(*Crónica publicada no P2 do Público, no dia 20 de Abril de 2010. Amanhã, como todas as terças-feiras, há mais)
Escutei Guillermo Martinez, o escritor argentino, referir-se ironicamente ao mais pequeno dos seus romances, Acerca de Roderer, como “um suplício breve”. Sendo um apreciador do humor, e sobretudo do humor negro, reparei que ele o disse durante o encontro Literatura em Viagem, que hoje(*) termina em Matosinhos, e num momento em que quase todas as deslocações internacionais se transformaram em suplícios longos e exasperantes por causa da nuvem produzida pelo vulcão de Eyjafjallajokull e do encerramento do espaço aéreo europeu. Imagino, por isso, o tunisino Hubert Haddad, retido em Frankfurt quando vinha a caminho de Matosinhos, não tendo mais nada para ler do que o pequeno romance de Martinez e desejando que esse “suplício breve” fosse um pouco mais longo, o suficiente, ao menos, para entreter as horas de reclusão.
Supondo que Haddad não foi capaz de encontrar alojamento alternativo em Frankfurt, vejo-o mergulhando, com milhares de outros passageiros, nessa espécie de paradoxo kafkiano que consiste em estar num aeroporto sem, na verdade, voar para lado nenhum e sem, por outro lado, poder abandonar a sala de espera por não ter para onde ir. Ao contrário dos companheiros de infortúnio, Haddad sentar-se-ia numa cadeira e leria Acerca de Roderer uma vez, depois outra, esforçando-se por permanecer tranquilo e alheio ao exaspero dos outros passageiros. Estaria tão imóvel como os milhares de viajantes parados nas filas para os balcões de informações, mas deslocado pela literatura para essa povoação de Puente Viejo onde Roderer e o narrador do romance disputam uma partida de xadrez.

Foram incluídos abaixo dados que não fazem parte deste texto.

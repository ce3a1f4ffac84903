//! Pipeline stage completion record
//!
//! Each stage that finishes writes an empty `<stage>_done` marker in the
//! working directory. `PipelineStatus` is the single place that reads and
//! writes those markers; a missing marker means the stage (and everything
//! downstream of it) must be rerun.

use crate::storage::error::{StorageError, StorageResult};
use crate::storage::types::{EntityKind, ValueKind};
use std::path::{Path, PathBuf};

/// A pipeline stage, in execution order
#[derive(Debug, Clone, Copy, PartialEq, Eq, Hash)]
pub enum Stage {
    Match,
    Reindex,
    Partition(EntityKind),
    Densify(EntityKind),
    Background,
    Subtract,
    Pivot(ValueKind),
}

impl Stage {
    /// Every stage in the order a full run executes them
    pub fn ordered() -> Vec<Stage> {
        let mut stages = vec![
            Stage::Match,
            Stage::Reindex,
            Stage::Partition(EntityKind::Village),
            Stage::Partition(EntityKind::Darkspot),
            Stage::Densify(EntityKind::Village),
            Stage::Densify(EntityKind::Darkspot),
            Stage::Background,
            Stage::Subtract,
        ];
        stages.extend(ValueKind::all().iter().map(|&k| Stage::Pivot(k)));
        stages
    }

    /// Stable name, used for the marker and the stage log
    pub fn name(&self) -> String {
        match self {
            Stage::Match => "match".to_string(),
            Stage::Reindex => "reindex".to_string(),
            Stage::Partition(kind) => format!("partition_{}", kind.plural()),
            Stage::Densify(kind) => format!("densify_{}", kind.plural()),
            Stage::Background => "background".to_string(),
            Stage::Subtract => "subtract".to_string(),
            Stage::Pivot(kind) => format!("pivot_{}", kind.stem()),
        }
    }

    pub fn marker_file(&self) -> String {
        format!("{}_done", self.name())
    }

    pub fn log_file(&self) -> String {
        format!("{}.log", self.name())
    }
}

impl std::fmt::Display for Stage {
    fn fmt(&self, f: &mut std::fmt::Formatter<'_>) -> std::fmt::Result {
        f.write_str(&self.name())
    }
}

/// Completion record for the stages of one working directory
#[derive(Debug, Clone)]
pub struct PipelineStatus {
    dir: PathBuf,
}

impl PipelineStatus {
    pub fn new(dir: impl Into<PathBuf>) -> Self {
        Self { dir: dir.into() }
    }

    fn marker(&self, stage: Stage) -> PathBuf {
        self.dir.join(stage.marker_file())
    }

    pub fn is_done(&self, stage: Stage) -> bool {
        self.marker(stage).is_file()
    }

    /// Record that a stage finished successfully
    pub fn mark_done(&self, stage: Stage) -> StorageResult<()> {
        std::fs::create_dir_all(&self.dir)?;
        let path = self.marker(stage);
        std::fs::File::create(&path).map_err(|e| StorageError::file(&path, e))?;
        Ok(())
    }

    /// Forget a stage's completion, before rerunning it
    pub fn clear(&self, stage: Stage) -> StorageResult<()> {
        let path = self.marker(stage);
        match std::fs::remove_file(&path) {
            Ok(()) => Ok(()),
            Err(e) if e.kind() == std::io::ErrorKind::NotFound => Ok(()),
            Err(e) => Err(StorageError::file(&path, e)),
        }
    }

    /// `(stage, done)` for every stage, in execution order
    pub fn report(&self) -> Vec<(Stage, bool)> {
        Stage::ordered()
            .into_iter()
            .map(|s| (s, self.is_done(s)))
            .collect()
    }

    pub fn dir(&self) -> &Path {
        &self.dir
    }
}

#[cfg(test)]
mod tests {
    use super::*;
    use tempfile::tempdir;

    #[test]
    fn test_marker_names() {
        assert_eq!(Stage::Reindex.marker_file(), "reindex_done");
        assert_eq!(
            Stage::Densify(EntityKind::Village).marker_file(),
            "densify_villages_done"
        );
        assert_eq!(Stage::Pivot(ValueKind::Adjusted).log_file(), "pivot_vis_adjusted.log");
    }

    #[test]
    fn test_mark_and_clear() {
        let dir = tempdir().unwrap();
        let status = PipelineStatus::new(dir.path());

        assert!(!status.is_done(Stage::Match));
        status.mark_done(Stage::Match).unwrap();
        assert!(status.is_done(Stage::Match));
        assert!(dir.path().join("match_done").is_file());

        status.clear(Stage::Match).unwrap();
        assert!(!status.is_done(Stage::Match));
        // Clearing twice is fine
        status.clear(Stage::Match).unwrap();
    }

    #[test]
    fn test_report_order() {
        let dir = tempdir().unwrap();
        let status = PipelineStatus::new(dir.path());
        status.mark_done(Stage::Reindex).unwrap();

        let report = status.report();
        assert_eq!(report[0], (Stage::Match, false));
        assert_eq!(report[1], (Stage::Reindex, true));
        assert_eq!(report.len(), 8 + ValueKind::all().len());
    }
}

Ao fim de algumas horas, Haddad – que não é já o escritor tunisino a caminho de Matosinhos, mas apenas um qualquer inventado viajante imóvel – acabaria por conhecer completamente Puente Viejo e o labiríntico raciocínio de Roderer e, por isso, levantar-se-ia para desentorpecer as pernas. Circularia um pouco e encontraria o estabelecimento que, em todos os aeroportos, se dedica à venda de livros. Entusiasmado com a possibilidade de aproveitar a interrupção da viagem a Matosinhos para se deslocar para outras paragens, Haddad entraria na livraria, a qual, com alguma sorte, não se teria especializado na chamada “literatura de aeroporto” e disponibilizaria alguns títulos que pudessem realmente proporcionar algum tipo de deslocação.
No decurso dos vários dias que passaria no aeroporto, Haddad percorreria a Patagónia de Chatwin, o Quénia de Karen Blixen, a Amazónia de Milton Hatoum, o Moçambique de Mia Couto, a Índia de Alberto Moravia, o Rio de Janeiro de Rubem Fonseca e a Paris de Julio Cortázar. Passaria pela Rússia e pela China, atravessaria o Norte da América e conheceria também a peculiar gente independente descrita pelo islandês Halldór Laxness – e aí estaria já quase no sopé do vulcão de onde escapa a nuvem de cinza que paralisa a Europa e as viagens. Retido em Frankfurt, mas viajando sem sair do sítio, Haddad estaria grato ao vulcão que o levou para tão longe.